Lenguaje y liberación

Lenguaje y liberación

Uno de los primeros ejercicios del libre albedrío se realiza cuando el niño vocaliza una palabra que sus padres le han prohibido pronunciar. El niño suele asumir esa desobediencia como un reto personal, algo que haciéndolo produce el placer de ser dueño de sus propios actos, aceptando las consecuencias. Ese placer por lo prohibido, de sentirse libre, es mayor cuanto mayor es la recompensa y menor el precio o castigo.
En el habla común, las palabras obscenas y groseras son una forma de ejercer esa libertad, también son formas de agresión a otras personas, de manera generalmente impune. Comunicadores, actores, suelen insultar con palabrotas a terceros y, de paso, ofender el pudor de audiencias indefensas. Son “modernidades”, liberalidades de nuestros tiempos. Otra característica del habla común contemporánea consiste en la eliminación gradual de formas diversas de expresión de respeto a los mayores y al prójimo, en general; y, desde luego, de dejar fuera toda referencia a Dios y a determinados valores tradicionales, reservando dicho respeto solamente para las normas legales y sociales cuya violación tiene consecuencias previsibles indeseables. De manera casi inadvertida, por ejemplo, la frase “Te encomiendo a Dios”, que se decía al despedirnos, con el tiempo se ha convertido en un simple “¡Adiós!”, similarmente a la forma actual de no decir “por favor”, sino “Porfa”.
Ocurrió igualmente con “Gracias”. La forma original, obviamente, era la de pedir a Dios que le diera gracias y bendiciones a la persona que nos hacía un favor, ya que Dios es el que da o concede gracias.
Mostrar reconocimiento y respeto a los mayores dentro de la familia se expresaba diciendo: “Padre, deme la bendición”, a lo que el padre respondía: Dios te bendiga, mi hijo”; esta forma fue transformada en “Bendición, papá”, y luego pasó a ser “Sión, papá”; similarmente, “Sión, tío y “Sión, padrino”. De donde se pasó a saludarlos con las formas simples y escuetas de ¡Papá!, ¡Tío!, ¡Padrino!
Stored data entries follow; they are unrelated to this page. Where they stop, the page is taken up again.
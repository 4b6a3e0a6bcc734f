//! # Legacy migration agent
//!
//! One-shot transfer of every journal blob left in the legacy store into
//! the remote service, as a single batch.
//!
//! Legacy keys are deleted only when the service reports that every
//! submitted entry was migrated. After a partial success all of them stay,
//! so the migration can be run again without losing anything locally.

use std::sync::Arc;

use serde::Serialize;

use crate::client::JournalApi;
use crate::dto::LegacyJournal;
use crate::error::{SyncError, SyncResult};
use crate::legacy::{LegacyStore, JOURNAL_KEY_PREFIX};

#[derive(Debug, Clone, Default, PartialEq, Eq, Serialize)]
pub struct MigrationOutcome {
    pub success: bool,
    pub migrated: usize,
    pub submitted: usize,
    /// Legacy keys removed after a complete migration.
    pub cleared: Vec<String>,
    /// Keys whose value could not be parsed as a journal blob.
    pub skipped: Vec<String>,
    /// Per-entry rejections reported by the service.
    pub rejected: Vec<String>,
}

pub struct MigrationAgent {
    api: Arc<dyn JournalApi>,
    store: Arc<dyn LegacyStore>,
}

impl MigrationAgent {
    pub fn new(api: Arc<dyn JournalApi>, store: Arc<dyn LegacyStore>) -> Self {
        Self { api, store }
    }

    /// Every parsable journal blob in the legacy store, plus the keys that
    /// had to be skipped.
    pub fn scan(&self) -> SyncResult<(Vec<LegacyJournal>, Vec<String>)> {
        let mut journals = Vec::new();
        let mut skipped = Vec::new();

        for key in self.store.keys()? {
            if !key.starts_with(JOURNAL_KEY_PREFIX) {
                continue;
            }
            let Some(raw) = self.store.get(&key)? else {
                continue;
            };
            match serde_json::from_str::<serde_json::Value>(&raw) {
                Ok(data) if data.is_object() => journals.push(LegacyJournal { key, data }),
                Ok(_) => {
                    tracing::warn!(key = %key, "Legacy journal is not a JSON object, skipping");
                    skipped.push(key);
                }
                Err(e) => {
                    tracing::warn!(key = %key, error = %e, "Legacy journal failed to parse, skipping");
                    skipped.push(key);
                }
            }
        }

        Ok((journals, skipped))
    }

    pub async fn run(&self) -> SyncResult<MigrationOutcome> {
        let (journals, skipped) = self.scan()?;
        if journals.is_empty() {
            tracing::info!(skipped = skipped.len(), "No legacy journals to migrate");
            return Ok(MigrationOutcome {
                success: true,
                skipped,
                ..Default::default()
            });
        }

        let submitted = journals.len();
        tracing::info!(submitted = submitted, "Submitting legacy journals for migration");
        let response = self.api.migrate_legacy(&journals).await?;

        if !response.success {
            let reason = response
                .error
                .unwrap_or_else(|| "Service rejected the migration batch".to_string());
            tracing::error!(reason = %reason, "Legacy migration failed");
            return Err(SyncError::Migration(reason));
        }

        for rejection in &response.errors {
            tracing::warn!(reason = %rejection, "Legacy journal rejected by service");
        }
        if response.total_journals != submitted {
            tracing::warn!(
                submitted = submitted,
                reported = response.total_journals,
                "Service counted a different batch size"
            );
        }

        let mut cleared = Vec::new();
        if response.migrated_count == submitted {
            for journal in &journals {
                match self.store.remove(&journal.key) {
                    Ok(()) => cleared.push(journal.key.clone()),
                    Err(e) => {
                        tracing::warn!(key = %journal.key, error = %e, "Failed to clear migrated legacy journal");
                    }
                }
            }
            tracing::info!(migrated = response.migrated_count, cleared = cleared.len(), "Legacy migration complete");
        } else {
            tracing::warn!(
                migrated = response.migrated_count,
                submitted = submitted,
                "Partial migration, keeping every legacy journal"
            );
        }

        Ok(MigrationOutcome {
            success: true,
            migrated: response.migrated_count,
            submitted,
            cleared,
            skipped,
            rejected: response.errors,
        })
    }
}
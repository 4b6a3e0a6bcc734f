use std::sync::Arc;

use anyhow::Context;
use serde_json::json;

use k9_journal_sync::{
    Config, FileStore, HttpJournalClient, JournalApi, LegacyStore, MigrationAgent, SyncError,
};

enum Command {
    Migrate,
    Check,
    Dogs,
}

impl Command {
    fn parse(arg: Option<&str>) -> anyhow::Result<Self> {
        match arg {
            None | Some("migrate") => Ok(Command::Migrate),
            Some("check") => Ok(Command::Check),
            Some("dogs") => Ok(Command::Dogs),
            Some(other) => anyhow::bail!("unknown command {:?}; expected migrate, check or dogs", other),
        }
    }
}

#[tokio::main]
async fn main() -> anyhow::Result<()> {
    dotenvy::dotenv().ok();

    // Initialize tracing
    tracing_subscriber::fmt()
        .with_env_filter(
            tracing_subscriber::EnvFilter::try_from_default_env()
                .unwrap_or_else(|_| "k9_journal_sync=debug".into()),
        )
        .json()
        .with_writer(std::io::stderr)
        .init();

    let arg = std::env::args().nth(1);
    let command = Command::parse(arg.as_deref())?;

    let config = Config::from_env()?;
    tracing::info!(base_url = %config.api_base_url, "Using journal API");

    let client = Arc::new(HttpJournalClient::new(config.clone())?);

    let summary = match command {
        Command::Check => {
            let dogs = client.check_connectivity().await?;
            json!({ "reachable": true, "dogs": dogs })
        }
        Command::Dogs => serde_json::to_value(client.list_dogs().await?)?,
        Command::Migrate => {
            let file_store =
                FileStore::open(&config.legacy_store_path).context("opening legacy store")?;
            tracing::info!(path = %file_store.path().display(), "Migrating legacy journals");
            let store: Arc<dyn LegacyStore> = Arc::new(file_store);
            let agent = MigrationAgent::new(client.clone(), store);
            match agent.run().await {
                Ok(outcome) => serde_json::to_value(&outcome)?,
                Err(e) => {
                    report_failure(&e);
                    return Err(e.into());
                }
            }
        }
    };

    println!("{}", serde_json::to_string_pretty(&summary)?);
    Ok(())
}

fn report_failure(err: &SyncError) {
    if err.is_retryable() {
        tracing::error!(error = %err, "Migration did not complete; legacy journals are untouched and it can be run again");
    } else {
        tracing::error!(error = %err, "Migration failed");
    }
}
A tales saludos los mayores se acomodaron a responder con un simple e incomprensible: ¡Bendiga!, habiendo quedado fuera Dios del coloquio y de la mente de los interlocutores, es decir, los miembros de la familia, en cuanto a la manera de saludarse. Actualmente, padrinos, papás y tíos han perdido casi todo reconocimiento. El asunto consiste en echar a Dios fuera de nuestras vidas, para, progresivamente, irnos “liberando” de nuestras creencias ancestrales, de la moral y los principios de nuestros maestros, padres, tíos y mayores. Hoy día está casi totalmente prohibido, o se considera inoportuno, o de mal gusto mencionar a Dios en reuniones y conversaciones de “gentes cultas”, profesionistas, cientistas y trabajadores del intelecto. Una psiquiatra amiga de infancia, me dijo, con mucha ternura y de un modo casi confidencial, que ellos (sus colegas, y amigos comunes) se preguntan cómo es posible que yo (sociólogo) fuese tan creyente. Considero, contrariamente, que la pregunta válida es: ¿Cómo es que hemos llegado a ser tan descreídos?
Lamentablemente, no solamente se está equivocado el rumbo, sino que también perdiendo el tiempo y, probablemente, algo mucho más valioso aún.